SOURCE DATA:
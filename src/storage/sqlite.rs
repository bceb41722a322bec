//! SQLite storage implementation

use std::path::Path;
use std::sync::{Mutex, MutexGuard, OnceLock};

use rusqlite::{Connection, params};
use tracing::{debug, trace};

use super::schema;
use crate::location::ApproximateLocation;
use crate::provider::LocationProvider;
use crate::{Error, Result};

/// Provider tag stamped on every row read back from storage, regardless of
/// the tag the row was inserted with
pub const DATABASE_PROVIDER: &str = "Visited";

const INSERT: &str = "INSERT INTO coordinates (latitude, longitude) VALUES (?1, ?2)";

static INSTANCE: OnceLock<VisitedStore> = OnceLock::new();

/// SQLite-backed store of visited locations
///
/// The connection sits behind a mutex: writes serialize, and a reader never
/// observes a batch insert mid-flight.
pub struct VisitedStore {
    conn: Mutex<Connection>,
}

impl VisitedStore {
    /// Open a database file (creates file and schema if absent)
    pub fn open(path: &Path) -> Result<Self> {
        let conn = Connection::open(path).map_err(|source| Error::Open {
            path: path.to_path_buf(),
            source,
        })?;
        schema::ensure_schema(&conn).map_err(|source| Error::Open {
            path: path.to_path_buf(),
            source,
        })?;
        Ok(Self {
            conn: Mutex::new(conn),
        })
    }

    /// Open an in-memory database (for testing)
    pub fn open_in_memory() -> Result<Self> {
        let memory = Path::new(":memory:");
        let conn = Connection::open_in_memory().map_err(|source| Error::Open {
            path: memory.to_path_buf(),
            source,
        })?;
        schema::ensure_schema(&conn).map_err(|source| Error::Open {
            path: memory.to_path_buf(),
            source,
        })?;
        Ok(Self {
            conn: Mutex::new(conn),
        })
    }

    /// Process-wide singleton store.
    ///
    /// The first caller opens (and if needed creates) the database at
    /// `path`; every later caller gets the identical instance and `path` is
    /// ignored. The instance lives until process exit.
    pub fn instance(path: &Path) -> Result<&'static VisitedStore> {
        if let Some(store) = INSTANCE.get() {
            return Ok(store);
        }
        // Two threads may race here and both open; OnceLock publishes one
        // store and the loser's connection is dropped.
        let store = Self::open(path)?;
        Ok(INSTANCE.get_or_init(|| store))
    }

    fn conn(&self) -> MutexGuard<'_, Connection> {
        self.conn.lock().expect("connection mutex poisoned")
    }

    /// Insert a single location, returning the assigned row id.
    ///
    /// The insert statement is prepared once and cached on the connection,
    /// so repeated calls skip the SQL parse.
    pub fn insert(&self, location: &ApproximateLocation) -> Result<i64> {
        let conn = self.conn();
        let mut stmt = conn.prepare_cached(INSERT).map_err(Error::Write)?;
        let id = stmt
            .insert(params![location.latitude, location.longitude])
            .map_err(Error::Write)?;
        debug!(
            id,
            latitude = location.latitude,
            longitude = location.longitude,
            "Inserted latitude and longitude"
        );
        Ok(id)
    }

    /// Insert many locations through one cached statement.
    ///
    /// Each row commits on its own (SQLite autocommit; there is no wrapping
    /// transaction). If a row fails, rows already written stay durable,
    /// the remaining rows are not attempted, and the error reports how many
    /// rows made it in. The statement handle is scope-dropped on every exit
    /// path.
    pub fn insert_batch(&self, locations: &[ApproximateLocation]) -> Result<usize> {
        let conn = self.conn();
        let mut stmt = conn.prepare_cached(INSERT).map_err(Error::Write)?;
        let mut committed = 0;
        for location in locations {
            stmt.execute(params![location.latitude, location.longitude])
                .map_err(|source| Error::BatchAborted { committed, source })?;
            committed += 1;
            debug!(
                latitude = location.latitude,
                longitude = location.longitude,
                "Batch inserted latitude and longitude"
            );
        }
        Ok(committed)
    }

    /// Delete every stored row. Irreversible.
    pub fn delete_all(&self) -> Result<()> {
        let conn = self.conn();
        conn.execute("DELETE FROM coordinates", [])
            .map_err(Error::Write)?;
        Ok(())
    }

    /// All rows, longitude descending, re-tagged with [`DATABASE_PROVIDER`].
    ///
    /// An empty table yields an empty vec, not an error.
    pub fn select_all(&self) -> Result<Vec<ApproximateLocation>> {
        let conn = self.conn();
        let mut stmt = conn
            .prepare("SELECT latitude, longitude FROM coordinates ORDER BY longitude DESC")
            .map_err(Error::Read)?;
        let rows = stmt
            .query_map([], row_to_location)
            .map_err(Error::Read)?
            .collect::<rusqlite::Result<Vec<_>>>()
            .map_err(Error::Read)?;
        debug!(count = rows.len(), "Results obtained");
        Ok(rows)
    }

    /// Rows inside the box spanned by `upper_left` and `lower_right`,
    /// inclusive on all four edges, latitude descending.
    ///
    /// Corner convention follows a map viewport: `upper_left` holds the
    /// maximum latitude and minimum longitude, `lower_right` the minimum
    /// latitude and maximum longitude. Inverted corners are not reordered;
    /// they simply match nothing.
    pub fn select_visited(
        &self,
        upper_left: &ApproximateLocation,
        lower_right: &ApproximateLocation,
    ) -> Result<Vec<ApproximateLocation>> {
        let lon_min = upper_left.longitude;
        let lat_max = upper_left.latitude;
        let lon_max = lower_right.longitude;
        let lat_min = lower_right.latitude;
        trace!(lon_min, lon_max, lat_min, lat_max, "Select bounds");

        let conn = self.conn();
        let mut stmt = conn
            .prepare(
                "SELECT latitude, longitude FROM coordinates \
                 WHERE longitude >= ?1 AND longitude <= ?2 \
                   AND latitude >= ?3 AND latitude <= ?4 \
                 ORDER BY latitude DESC",
            )
            .map_err(Error::Read)?;
        let rows = stmt
            .query_map(params![lon_min, lon_max, lat_min, lat_max], row_to_location)
            .map_err(Error::Read)?
            .collect::<rusqlite::Result<Vec<_>>>()
            .map_err(Error::Read)?;
        for location in &rows {
            trace!(%location, "Added to list of results obtained");
        }
        debug!(count = rows.len(), "Results obtained");
        Ok(rows)
    }

    /// Count all stored rows
    pub fn count(&self) -> Result<usize> {
        let conn = self.conn();
        let count: i64 = conn
            .query_row("SELECT COUNT(*) FROM coordinates", [], |row| row.get(0))
            .map_err(Error::Read)?;
        Ok(count as usize)
    }
}

impl LocationProvider for VisitedStore {
    fn insert(&self, location: &ApproximateLocation) -> Result<i64> {
        VisitedStore::insert(self, location)
    }

    fn insert_batch(&self, locations: &[ApproximateLocation]) -> Result<usize> {
        VisitedStore::insert_batch(self, locations)
    }

    fn delete_all(&self) -> Result<()> {
        VisitedStore::delete_all(self)
    }

    fn select_all(&self) -> Result<Vec<ApproximateLocation>> {
        VisitedStore::select_all(self)
    }

    fn select_visited(
        &self,
        upper_left: &ApproximateLocation,
        lower_right: &ApproximateLocation,
    ) -> Result<Vec<ApproximateLocation>> {
        VisitedStore::select_visited(self, upper_left, lower_right)
    }
}

/// Helper to convert a row to a location with the fixed read-back tag
fn row_to_location(row: &rusqlite::Row) -> rusqlite::Result<ApproximateLocation> {
    Ok(ApproximateLocation::new(
        DATABASE_PROVIDER,
        row.get(0)?,
        row.get(1)?,
    ))
}

#[cfg(test)]
mod tests {
    use super::*;
    use tempfile::TempDir;

    fn sample(lat: f64, lon: f64) -> ApproximateLocation {
        ApproximateLocation::new("gps", lat, lon)
    }

    fn pairs(locations: &[ApproximateLocation]) -> Vec<(f64, f64)> {
        locations
            .iter()
            .map(|l| (l.latitude, l.longitude))
            .collect()
    }

    #[test]
    fn open_creates_file_and_schema() {
        let dir = TempDir::new().unwrap();
        let path = dir.path().join("visited.db");

        let store = VisitedStore::open(&path).unwrap();

        assert!(path.exists());
        assert_eq!(store.count().unwrap(), 0);
    }

    #[test]
    fn instance_returns_the_same_store() {
        let dir = TempDir::new().unwrap();
        let path = dir.path().join("visited.db");

        let a = VisitedStore::instance(&path).unwrap();
        let b = VisitedStore::instance(&path).unwrap();

        assert!(std::ptr::eq(a, b));
    }

    #[test]
    fn insert_returns_increasing_row_ids() {
        let store = VisitedStore::open_in_memory().unwrap();

        let first = store.insert(&sample(1.0, 2.0)).unwrap();
        let second = store.insert(&sample(3.0, 4.0)).unwrap();
        let third = store.insert(&sample(5.0, 6.0)).unwrap();

        assert!(first < second);
        assert!(second < third);
    }

    #[test]
    fn select_all_on_empty_store_is_empty() {
        let store = VisitedStore::open_in_memory().unwrap();
        assert!(store.select_all().unwrap().is_empty());
    }

    #[test]
    fn select_all_orders_by_longitude_descending() {
        let store = VisitedStore::open_in_memory().unwrap();
        store.insert(&sample(1.0, 2.0)).unwrap();
        store.insert(&sample(3.0, 4.0)).unwrap();
        store.insert(&sample(1.0, 5.0)).unwrap();

        let all = store.select_all().unwrap();

        assert_eq!(pairs(&all), vec![(1.0, 5.0), (3.0, 4.0), (1.0, 2.0)]);
        assert!(all.iter().all(|l| l.provider == DATABASE_PROVIDER));
    }

    #[test]
    fn delete_all_leaves_nothing() {
        let store = VisitedStore::open_in_memory().unwrap();
        store.insert(&sample(1.0, 2.0)).unwrap();
        store.insert(&sample(3.0, 4.0)).unwrap();

        store.delete_all().unwrap();

        assert!(store.select_all().unwrap().is_empty());
    }

    #[test]
    fn bounding_box_filters_and_orders_by_latitude_descending() {
        let store = VisitedStore::open_in_memory().unwrap();
        for (lat, lon) in [(5.0, 5.0), (15.0, 5.0), (5.0, 15.0), (-1.0, -1.0)] {
            store.insert(&sample(lat, lon)).unwrap();
        }
        // exactly on the latitude edge
        store.insert(&sample(10.0, 5.0)).unwrap();

        let upper_left = sample(10.0, 0.0);
        let lower_right = sample(0.0, 10.0);
        let inside = store.select_visited(&upper_left, &lower_right).unwrap();

        assert_eq!(pairs(&inside), vec![(10.0, 5.0), (5.0, 5.0)]);
        assert!(inside.iter().all(|l| l.provider == DATABASE_PROVIDER));
    }

    #[test]
    fn bounding_box_includes_all_four_edges() {
        let store = VisitedStore::open_in_memory().unwrap();
        for (lat, lon) in [(10.0, 5.0), (0.0, 5.0), (5.0, 0.0), (5.0, 10.0)] {
            store.insert(&sample(lat, lon)).unwrap();
        }

        let inside = store
            .select_visited(&sample(10.0, 0.0), &sample(0.0, 10.0))
            .unwrap();

        assert_eq!(inside.len(), 4);
    }

    #[test]
    fn inverted_corners_match_nothing() {
        let store = VisitedStore::open_in_memory().unwrap();
        store.insert(&sample(5.0, 5.0)).unwrap();

        // corners swapped: derived bounds have min > max
        let inside = store
            .select_visited(&sample(0.0, 10.0), &sample(10.0, 0.0))
            .unwrap();

        assert!(inside.is_empty());
    }

    #[test]
    fn batch_insert_keeps_existing_rows() {
        let store = VisitedStore::open_in_memory().unwrap();
        store.insert(&sample(0.0, 0.0)).unwrap();

        let batch = [sample(1.0, 1.0), sample(2.0, 2.0), sample(3.0, 3.0)];
        let inserted = store.insert_batch(&batch).unwrap();

        assert_eq!(inserted, 3);
        let all = store.select_all().unwrap();
        assert_eq!(all.len(), 4);
        for wanted in &batch {
            assert!(
                all.iter()
                    .any(|l| l.latitude == wanted.latitude && l.longitude == wanted.longitude)
            );
        }
    }

    #[test]
    fn batch_rows_commit_without_a_wrapping_transaction() {
        // Each batch row is its own implicit transaction; an independent
        // connection sees them all once the batch returns, with nothing
        // left open to roll back.
        let dir = TempDir::new().unwrap();
        let path = dir.path().join("visited.db");
        let store = VisitedStore::open(&path).unwrap();

        store
            .insert_batch(&[sample(1.0, 1.0), sample(2.0, 2.0)])
            .unwrap();

        let conn = Connection::open(&path).unwrap();
        let count: i64 = conn
            .query_row("SELECT COUNT(*) FROM coordinates", [], |r| r.get(0))
            .unwrap();
        assert_eq!(count, 2);
    }

    #[test]
    fn read_back_is_bit_exact_and_retagged() {
        let store = VisitedStore::open_in_memory().unwrap();
        let lat = 51.507351_f64;
        let lon = -0.127758_f64;
        store
            .insert(&ApproximateLocation::new("network", lat, lon))
            .unwrap();

        let all = store.select_all().unwrap();

        assert_eq!(all.len(), 1);
        assert_eq!(all[0].latitude.to_bits(), lat.to_bits());
        assert_eq!(all[0].longitude.to_bits(), lon.to_bits());
        assert_eq!(all[0].provider, DATABASE_PROVIDER);
    }

    #[test]
    fn rows_survive_reopen() {
        let dir = TempDir::new().unwrap();
        let path = dir.path().join("visited.db");

        let store = VisitedStore::open(&path).unwrap();
        store.insert(&sample(1.0, 2.0)).unwrap();
        drop(store);

        let reopened = VisitedStore::open(&path).unwrap();
        assert_eq!(pairs(&reopened.select_all().unwrap()), vec![(1.0, 2.0)]);
    }

    #[test]
    fn reopening_an_older_version_drops_rows() {
        let dir = TempDir::new().unwrap();
        let path = dir.path().join("visited.db");
        {
            // write a pre-versioning database by hand: table present, rows
            // stored, user_version left at 0
            let conn = Connection::open(&path).unwrap();
            conn.execute(schema::CREATE_COORDINATES_TABLE, []).unwrap();
            conn.execute(
                "INSERT INTO coordinates (latitude, longitude) VALUES (1.0, 2.0)",
                [],
            )
            .unwrap();
        }

        let store = VisitedStore::open(&path).unwrap();

        assert!(store.select_all().unwrap().is_empty());
    }

    #[test]
    fn works_through_the_provider_trait() {
        let store = VisitedStore::open_in_memory().unwrap();
        let provider: &dyn LocationProvider = &store;

        provider.insert(&sample(1.0, 2.0)).unwrap();
        provider.insert_batch(&[sample(3.0, 4.0)]).unwrap();

        assert_eq!(provider.select_all().unwrap().len(), 2);
        provider.delete_all().unwrap();
        assert!(provider.select_all().unwrap().is_empty());
    }
}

TASK OBJECTIVE: Check the listing above for "OnceLock". Show every line where it turns up.

SOLVED EXERCISE:
use std::sync::{Mutex, MutexGuard, OnceLock};
static INSTANCE: OnceLock<VisitedStore> = OnceLock::new();
        // Two threads may race here and both open; OnceLock publishes one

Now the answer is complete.